Ragioni della decisione
1. con il primo motivo di impugnazione la società deduce “violazione e falsa applicazione degli artt. 3 e 7 della legge 212/2000 in relazione all’art. 360 n. 5 c.p.c. – Nullità dell’atto di accertamento per carenza di motivazione”, in quanto la Commissione regionale ha omesso di pronunciare sulla eccezione sollevata dalla ricorrente in primo grado, in relazione alla carente ed insufficiente motivazione dell’avviso di accertamento, fondato unicamente sulla base degli studi di settore.
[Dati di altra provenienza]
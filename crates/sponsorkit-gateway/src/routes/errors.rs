use axum::{extract::State, http::StatusCode, routing::get, Json, Router};
use serde::Serialize;

use crate::state::AppState;

#[derive(Serialize)]
pub struct ErrorView {
    pub error: Option<String>,
}

pub fn errors_router() -> Router<AppState> {
    Router::new().route("/errors", get(latest_error).delete(clear_error))
}

async fn latest_error(State(state): State<AppState>) -> Json<ErrorView> {
    Json(ErrorView {
        error: state.app.errors().latest(),
    })
}

async fn clear_error(State(state): State<AppState>) -> StatusCode {
    state.app.errors().clear();
    StatusCode::NO_CONTENT
}

#[cfg(test)]
mod tests {
    use super::*;
    use crate::state::testing::test_app;
    use axum::{
        body::{to_bytes, Body},
        http::Request,
    };
    use sponsorkit_common::SponsorError;
    use tower::util::ServiceExt;

    #[tokio::test]
    async fn test_read_and_clear() {
        let t = test_app().await;
        t.state.app.errors().report(&SponsorError::WalletNotInitialized);
        let router = errors_router().with_state(t.state.clone());

        let req = Request::builder().uri("/errors").body(Body::empty()).unwrap();
        let resp = router.clone().oneshot(req).await.unwrap();
        let bytes = to_bytes(resp.into_body(), usize::MAX).await.unwrap();
        let json: serde_json::Value = serde_json::from_slice(&bytes).unwrap();
        assert_eq!(json["error"], "smart wallet is not initialized");

        let req = Request::builder()
            .method("DELETE")
            .uri("/errors")
            .body(Body::empty())
            .unwrap();
        let resp = router.oneshot(req).await.unwrap();
        assert_eq!(resp.status(), StatusCode::NO_CONTENT);
        assert!(t.state.app.errors().latest().is_none());
    }
}
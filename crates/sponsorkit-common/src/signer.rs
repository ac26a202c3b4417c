use std::fmt;

use alloy_primitives::{Address, B256};

use crate::error::Result;

/// Handle able to sign on behalf of the authenticated user.
///
/// Obtained from the identity provider once connected. Every call may suspend
/// (remote key custody, hardware prompts), so the trait is async throughout.
#[async_trait::async_trait]
pub trait SigningProvider: Send + Sync + fmt::Debug {
    /// Address of the externally owned account behind this handle.
    async fn address(&self) -> Result<Address>;

    /// Sign a 32-byte digest, returning the 65-byte `r || s || v` encoding.
    async fn sign_hash(&self, hash: B256) -> Result<Vec<u8>>;
}
use axum::{
    extract::State,
    routing::{get, post},
    Json, Router,
};
use serde::Serialize;
use sponsorkit_common::Task;

use crate::state::AppState;

#[derive(Serialize)]
pub struct TasksResponse {
    pub tasks: Vec<Task>,
    pub pending: usize,
}

#[derive(Serialize)]
pub struct RefreshResponse {
    pub settled: usize,
    pub tasks: Vec<Task>,
}

pub fn tasks_router() -> Router<AppState> {
    Router::new()
        .route("/tasks", get(list_tasks))
        .route("/tasks/refresh", post(refresh_tasks))
}

async fn list_tasks(State(state): State<AppState>) -> Json<TasksResponse> {
    Json(TasksResponse {
        tasks: state.app.tasks(),
        pending: state.session().tracker().pending_count(),
    })
}

async fn refresh_tasks(State(state): State<AppState>) -> Json<RefreshResponse> {
    let settled = state.app.refresh_tasks().await;
    Json(RefreshResponse {
        settled,
        tasks: state.app.tasks(),
    })
}
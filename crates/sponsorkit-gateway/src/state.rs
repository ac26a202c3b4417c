use std::sync::Arc;
use std::time::Duration;

use sponsorkit_aa::{AccountFactory, HttpRelayClient, SolCounterAbi};
use sponsorkit_auth::{LocalKeyProvider, LocalSigner};
use sponsorkit_chain::{ChainReader, EnvConfig, EvmRpcClient};
use sponsorkit_common::{Result, UserInfo};
use sponsorkit_session::{CounterApp, SessionOptions, WalletSession};
use tokio::task::JoinHandle;
use tokio_util::sync::CancellationToken;
use tracing::{debug, info};

/// Application state shared by every handler
#[derive(Clone)]
pub struct AppState {
    pub app: Arc<CounterApp>,
    pub poll_interval: Duration,
}

impl AppState {
    pub fn new(app: Arc<CounterApp>, poll_interval: Duration) -> Self {
        Self { app, poll_interval }
    }

    /// Wire the live RPC and relay clients and initialize the session for
    /// the configured chain.
    pub async fn from_config(config: &EnvConfig, signer: LocalSigner) -> Result<Self> {
        let chain = config.chain_config();
        let reader: Arc<dyn ChainReader> = Arc::new(EvmRpcClient::from_config(&chain));
        let relay = Arc::new(HttpRelayClient::new(config.relay_url.clone()));
        let provider = Arc::new(LocalKeyProvider::new(
            signer,
            UserInfo {
                name: Some("Local developer".into()),
                type_of_login: Some("local_key".into()),
                ..Default::default()
            },
        ));

        let options = SessionOptions::new(
            config.identity_client_id.clone(),
            AccountFactory::new(config.wallet_factory, config.wallet_init_code_hash),
            Arc::new(SolCounterAbi),
        )
        .with_poll_interval(config.poll_interval);

        let session = Arc::new(WalletSession::new(provider, relay, options));
        let app = Arc::new(CounterApp::new(session));
        app.init(chain, reader).await?;
        Ok(Self::new(app, config.poll_interval))
    }

    pub fn session(&self) -> &Arc<WalletSession> {
        self.app.session()
    }
}

/// Refresh tracked tasks every `interval` until `shutdown` fires.
pub fn spawn_task_refresh(
    app: Arc<CounterApp>,
    interval: Duration,
    shutdown: CancellationToken,
) -> JoinHandle<()> {
    tokio::spawn(async move {
        let mut ticker = tokio::time::interval(interval);
        loop {
            tokio::select! {
                _ = shutdown.cancelled() => break,
                _ = ticker.tick() => {
                    let settled = app.refresh_tasks().await;
                    if settled > 0 {
                        info!(settled, "Relay tasks settled");
                    }
                }
            }
        }
        debug!("Task refresh loop stopped");
    })
}


#[cfg(test)]
mod tests {
    use super::testing::test_app;
    use super::*;
    use sponsorkit_aa::RelayTaskState;
    use sponsorkit_common::TaskStatus;

    #[tokio::test(start_paused = true)]
    async fn test_refresh_loop_settles_tasks_until_shutdown() {
        let t = test_app().await;
        t.state.session().login().await.unwrap();
        let task_id = t.state.app.increment().await.unwrap();
        t.relay.set_state(&task_id, RelayTaskState::ExecSuccess);

        let shutdown = CancellationToken::new();
        let handle = spawn_task_refresh(
            t.state.app.clone(),
            Duration::from_millis(5000),
            shutdown.clone(),
        );
        tokio::time::sleep(Duration::from_millis(10)).await;
        assert_eq!(t.state.app.tasks()[0].status, TaskStatus::Successful);

        shutdown.cancel();
        handle.await.unwrap();
    }
}
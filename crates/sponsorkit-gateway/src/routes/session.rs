use alloy_primitives::Address;
use axum::{
    extract::State,
    routing::{get, post},
    Json, Router,
};
use serde::Serialize;
use sponsorkit_chain::ChainConfig;
use sponsorkit_common::{UserInfo, WalletAccount};
use sponsorkit_session::SessionState;
use uuid::Uuid;

use crate::error::ApiResult;
use crate::state::AppState;

// ---------------------------------------------------------------------------
// Request/Response types
// ---------------------------------------------------------------------------

#[derive(Serialize)]
pub struct SmartWalletView {
    pub address: Address,
    pub is_deployed: Option<bool>,
}

#[derive(Serialize)]
pub struct SessionView {
    pub state: SessionState,
    pub session_id: Option<Uuid>,
    pub chain: Option<ChainConfig>,
    pub user: Option<UserInfo>,
    pub account: Option<WalletAccount>,
    pub smart_wallet: Option<SmartWalletView>,
}

#[derive(Serialize)]
pub struct LogoutResponse {
    pub closed: bool,
}

// ---------------------------------------------------------------------------
// Router
// ---------------------------------------------------------------------------

pub fn session_router() -> Router<AppState> {
    Router::new()
        .route("/session", get(get_session))
        .route("/session/login", post(login))
        .route("/session/logout", post(logout))
}

// ---------------------------------------------------------------------------
// Handlers
// ---------------------------------------------------------------------------

async fn session_view(state: &AppState) -> SessionView {
    let session = state.session();
    let smart_wallet = match session.smart_wallet().await {
        Some(wallet) => match wallet.get_address() {
            Ok(address) => Some(SmartWalletView {
                address,
                is_deployed: wallet.is_deployed().await.ok(),
            }),
            Err(_) => None,
        },
        None => None,
    };

    SessionView {
        state: session.state().await,
        session_id: session.session_id().await,
        chain: session.chain().await.map(|c| c.as_ref().clone()),
        user: session.user_info().await.ok(),
        account: session.wallet_account().await.ok(),
        smart_wallet,
    }
}

async fn get_session(State(state): State<AppState>) -> Json<SessionView> {
    Json(session_view(&state).await)
}

async fn login(State(state): State<AppState>) -> ApiResult<Json<SessionView>> {
    state.app.login().await?;
    Ok(Json(session_view(&state).await))
}

async fn logout(State(state): State<AppState>) -> Json<LogoutResponse> {
    let closed = state.session().logout().await;
    Json(LogoutResponse { closed })
}
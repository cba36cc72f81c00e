//! xip DNS Server
//!
//! Resolves dotted-quad hostnames under a wildcard domain to the address they embed.
use std::sync::Arc;

use log::info;
use tokio::signal;

use xip_dns_server::{
    config::ServerConfig,
    errors::DnsError,
    handlers::{run_tcp_server, run_udp_server},
    resolver::Resolver,
};

#[tokio::main]
async fn main() -> Result<(), DnsError> {
    // Load configuration from environment variables
    let config = ServerConfig::from_env()?;

    // Initialize the logger; RUST_LOG overrides the DEBUG_LEVEL default
    env_logger::Builder::from_env(
        env_logger::Env::default().default_filter_or(config.default_log_filter()),
    )
    .format_timestamp_micros()
    .init();

    // Compile the wildcard pattern once and share it between listeners
    let resolver = Arc::new(Resolver::new(config.zone.clone())?);
    info!(
        "Serving {} (ns {}, glue {}, ttl {})",
        config.zone.wildcard_domain, config.zone.ns_domain, config.zone.responder_ip, config.zone.ttl
    );

    // Set up shutdown signal handler
    let shutdown_signal = async {
        if let Err(e) = signal::ctrl_c().await {
            log::error!("Failed to listen for shutdown signal: {}", e);
            std::future::pending::<()>().await;
        }
        info!("Shutdown signal received");
    };

    // Start UDP and TCP servers
    let udp_server = run_udp_server(config.clone(), resolver.clone());
    let tcp_server = run_tcp_server(config.clone(), resolver);

    // Wait for either a shutdown signal or server error
    tokio::select! {
        _ = shutdown_signal => {
            info!("Initiating graceful shutdown...");
            Ok(())
        },
        res = udp_server => res,
        res = tcp_server => res,
    }
}
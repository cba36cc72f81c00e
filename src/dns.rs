//! DNS protocol implementation.
//!
//! This module turns resolver results into DNS response messages.

use std::io;

use tokio::io::AsyncWriteExt;
use tokio::net::TcpStream;

use crate::errors::DnsError;
use crate::resolver::{LookupResult, RData, ResourceRecord};
use crate::utils::{
    encode_dns_name, extract_do_bit, extract_domain, extract_edns_payload_size, has_opt_record,
    question_end, HEADER_LEN,
};

/// RCODE for a successful answer.
pub const RCODE_NOERROR: u8 = 0;

/// RCODE for a failure inside the server.
pub const RCODE_SERVFAIL: u8 = 2;

/// RCODE for a name that does not exist.
pub const RCODE_NXDOMAIN: u8 = 3;

/// RCODE for an unsupported opcode.
pub const RCODE_NOTIMP: u8 = 4;

/// Class IN, used for every record we emit.
const CLASS_IN: [u8; 2] = [0x00, 0x01];

/// Send a DNS response over TCP.
///
/// # Arguments
/// * `stream` - The TCP stream to send the response on.
/// * `response` - The DNS response to send.
///
/// # Returns
/// A `Result` indicating success or failure.
pub async fn send_tcp_response(stream: &mut TcpStream, response: &[u8]) -> io::Result<()> {
    stream.write_all(&(response.len() as u16).to_be_bytes()).await?;
    stream.write_all(response).await
}

/// Build the response for a resolver result.
///
/// `Answered` becomes a NOERROR response carrying the three sections; `NotAuthoritative`
/// becomes an authoritative NXDOMAIN.
///
/// # Arguments
/// * `query` - The DNS query.
/// * `result` - What the resolver decided for the query's question.
///
/// # Returns
/// A `Result` containing the response or an error.
pub fn build_response(query: &[u8], result: &LookupResult) -> Result<Vec<u8>, DnsError> {
    match result {
        LookupResult::Answered {
            answers,
            authority,
            additional,
        } => build_answer_response(query, answers, authority, additional),
        LookupResult::NotAuthoritative { .. } => build_nxdomain_response(query)
            .ok_or_else(|| DnsError::Protocol("Invalid question format".into())),
    }
}

/// Build a NOERROR response with the given sections.
pub fn build_answer_response(
    query: &[u8],
    answers: &[ResourceRecord],
    authority: &[ResourceRecord],
    additional: &[ResourceRecord],
) -> Result<Vec<u8>, DnsError> {
    let qend = question_end(query)
        .ok_or_else(|| DnsError::Protocol("Invalid question format".into()))?;
    let qname = extract_domain(query).unwrap_or_default();
    let has_edns = has_opt_record(query);

    let mut response = Vec::with_capacity(512);
    write_header(
        &mut response,
        query,
        RCODE_NOERROR,
        [
            1,
            answers.len() as u16,
            authority.len() as u16,
            additional.len() as u16 + u16::from(has_edns),
        ],
    );

    // Copy question section from query
    response.extend_from_slice(&query[HEADER_LEN..qend]);

    for record in answers.iter().chain(authority).chain(additional) {
        encode_record(&mut response, record, &qname)?;
    }

    if has_edns {
        write_opt_record(&mut response, query);
    }

    Ok(response)
}

/// Build a DNS response for a "name error" (NXDOMAIN).
///
/// # Arguments
/// * `query` - The DNS query.
///
/// # Returns
/// An `Option` containing the response, or `None` if the query has no readable question.
pub fn build_nxdomain_response(query: &[u8]) -> Option<Vec<u8>> {
    build_empty_response(query, RCODE_NXDOMAIN)
}

/// Build a DNS response for a "server failure" (SERVFAIL).
///
/// Used when an answer was decided but cannot be put on the wire, so the client
/// neither caches the name as missing nor receives a bogus record.
///
/// # Arguments
/// * `query` - The DNS query.
///
/// # Returns
/// An `Option` containing the response, or `None` if the query has no readable question.
pub fn build_servfail_response(query: &[u8]) -> Option<Vec<u8>> {
    build_empty_response(query, RCODE_SERVFAIL)
}

/// Echo the question with no records and the given RCODE.
fn build_empty_response(query: &[u8], rcode: u8) -> Option<Vec<u8>> {
    let qend = question_end(query)?;
    let has_edns = has_opt_record(query);

    let mut resp = Vec::with_capacity(512);
    write_header(&mut resp, query, rcode, [1, 0, 0, u16::from(has_edns)]);
    resp.extend_from_slice(&query[HEADER_LEN..qend]);

    if has_edns {
        write_opt_record(&mut resp, query);
    }

    Some(resp)
}

/// Build a DNS response for a "not implemented" error.
///
/// The question is echoed when it can be read; otherwise the response carries the header only.
///
/// # Arguments
/// * `query` - The DNS query.
///
/// # Returns
/// An `Option` containing the response, or `None` if the packet is shorter than a header.
pub fn build_not_implemented_response(query: &[u8]) -> Option<Vec<u8>> {
    if query.len() < HEADER_LEN {
        return None;
    }

    let qend = question_end(query);
    let has_edns = qend.is_some() && has_opt_record(query);

    let mut resp = Vec::with_capacity(512);
    write_header(
        &mut resp,
        query,
        RCODE_NOTIMP,
        [u16::from(qend.is_some()), 0, 0, u16::from(has_edns)],
    );

    if let Some(qend) = qend {
        resp.extend_from_slice(&query[HEADER_LEN..qend]);
    }

    if has_edns {
        write_opt_record(&mut resp, query);
    }

    Some(resp)
}

/// Write the response header.
///
/// QR and AA are set, OPCODE and RD are copied from the query, RA is clear since
/// this server never recurses.
fn write_header(out: &mut Vec<u8>, query: &[u8], rcode: u8, counts: [u16; 4]) {
    // Transaction ID
    out.extend_from_slice(&query[..2]);

    let opcode = query[2] & 0x78;
    let rd = query[2] & 0x01;
    out.push(0x80 | opcode | 0x04 | rd);
    out.push(rcode & 0x0F);

    for count in counts {
        out.extend_from_slice(&count.to_be_bytes());
    }
}

/// Append one resource record.
///
/// Owner names equal to the question name are written as a pointer to the question.
fn encode_record(out: &mut Vec<u8>, record: &ResourceRecord, qname: &str) -> Result<(), DnsError> {
    if record.name.trim_end_matches('.').eq_ignore_ascii_case(qname) {
        out.extend_from_slice(&[0xc0, 0x0c]);
    } else {
        out.extend_from_slice(&encode_dns_name(&record.name));
    }

    out.extend_from_slice(&u16::from(record.data.record_type()).to_be_bytes());
    out.extend_from_slice(&CLASS_IN);
    out.extend_from_slice(&record.ttl.to_be_bytes());

    let rdata = encode_rdata(&record.data)?;
    out.extend_from_slice(&(rdata.len() as u16).to_be_bytes());
    out.extend_from_slice(&rdata);
    Ok(())
}

fn encode_rdata(data: &RData) -> Result<Vec<u8>, DnsError> {
    match data {
        RData::A { address } => {
            // The matcher does not range-check octets, so this is where 999.x.x.x is rejected
            let octets: Vec<u8> = address
                .split('.')
                .filter_map(|s| s.parse::<u8>().ok())
                .collect();

            if octets.len() != 4 || address.split('.').count() != 4 {
                return Err(DnsError::Protocol(format!("Invalid IPv4 address: {}", address)));
            }
            Ok(octets)
        }
        RData::NS { nameserver } => Ok(encode_dns_name(nameserver)),
        RData::SOA {
            mname,
            rname,
            serial,
            refresh,
            retry,
            expire,
            minimum,
        } => {
            let mut rdata = encode_dns_name(mname);
            rdata.extend_from_slice(&encode_dns_name(rname));
            for value in [serial, refresh, retry, expire, minimum] {
                rdata.extend_from_slice(&value.to_be_bytes());
            }
            Ok(rdata)
        }
    }
}

/// Append an OPT record mirroring the query's payload size and DO bit.
fn write_opt_record(out: &mut Vec<u8>, query: &[u8]) {
    let opt_payload_size = extract_edns_payload_size(query).unwrap_or(4096);
    let do_bit = extract_do_bit(query);

    out.push(0x00); // Root domain
    out.extend_from_slice(&[0x00, 0x29]); // TYPE OPT
    out.extend_from_slice(&opt_payload_size.to_be_bytes()); // UDP payload size
    out.push(0x00); // Extended RCODE
    out.push(0x00); // EDNS version
    if do_bit {
        out.extend_from_slice(&[0x80, 0x00]); // Flags with DO bit set
    } else {
        out.extend_from_slice(&[0x00, 0x00]); // Flags with DO bit clear
    }
    out.extend_from_slice(&[0x00, 0x00]); // RDATA length
}
//! Wildcard name matching.
//!
//! Recognizes names of the form `<label>.<a>.<b>.<c>.<d>.<wildcard-domain>` and
//! `<a>.<b>.<c>.<d>.<wildcard-domain>` and extracts the embedded dotted quad.

use log::debug;
use regex::{Regex, RegexBuilder};

use crate::errors::DnsError;

/// Compiled matcher for one wildcard domain.
#[derive(Debug, Clone)]
pub struct WildcardMatcher {
    pattern: Regex,
}

impl WildcardMatcher {
    /// Compile a matcher for `wildcard_domain`.
    ///
    /// The domain is escaped, so it is matched literally. Octets are plain digit runs with
    /// no range check: `999.1.2.3.<domain>` matches.
    pub fn new(wildcard_domain: &str) -> Result<Self, DnsError> {
        let domain = wildcard_domain.trim_end_matches('.');
        let pattern = format!(
            r"^(?:.*\.)?(?P<ipaddr>[0-9]+\.[0-9]+\.[0-9]+\.[0-9]+)\.{}\.?$",
            regex::escape(domain)
        );
        debug!("wildcard {}", pattern);

        let pattern = RegexBuilder::new(&pattern)
            .case_insensitive(true)
            .build()
            .map_err(|e| DnsError::Config(format!("Invalid wildcard domain {}: {}", domain, e)))?;
        Ok(Self { pattern })
    }

    /// Return the dotted-quad text embedded in `name`, if any.
    pub fn match_name<'a>(&self, name: &'a str) -> Option<&'a str> {
        self.pattern
            .captures(name)
            .and_then(|caps| caps.name("ipaddr"))
            .map(|m| m.as_str())
    }
}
L’Agenzia delle entrate si è, infatti, limitata al richiamo alle norme di legge, senza aggiungere alcunché alla contestazioni delle “gravi incongruenze”.
1.1. Tale motivo è infondato.
Invero, il motivo è autosufficiente, in quanto la ricorrente ha provveduto a trascrivere il contenuto dell’avviso di accertamento nel ricorso. Inoltre, la ricorrente ha affermato di avere articolato la censura di difetto di motivazione con il ricorso introduttivo, poi accolto in primo grado proprio per insufficiente motivazione dell’avviso di accertamento.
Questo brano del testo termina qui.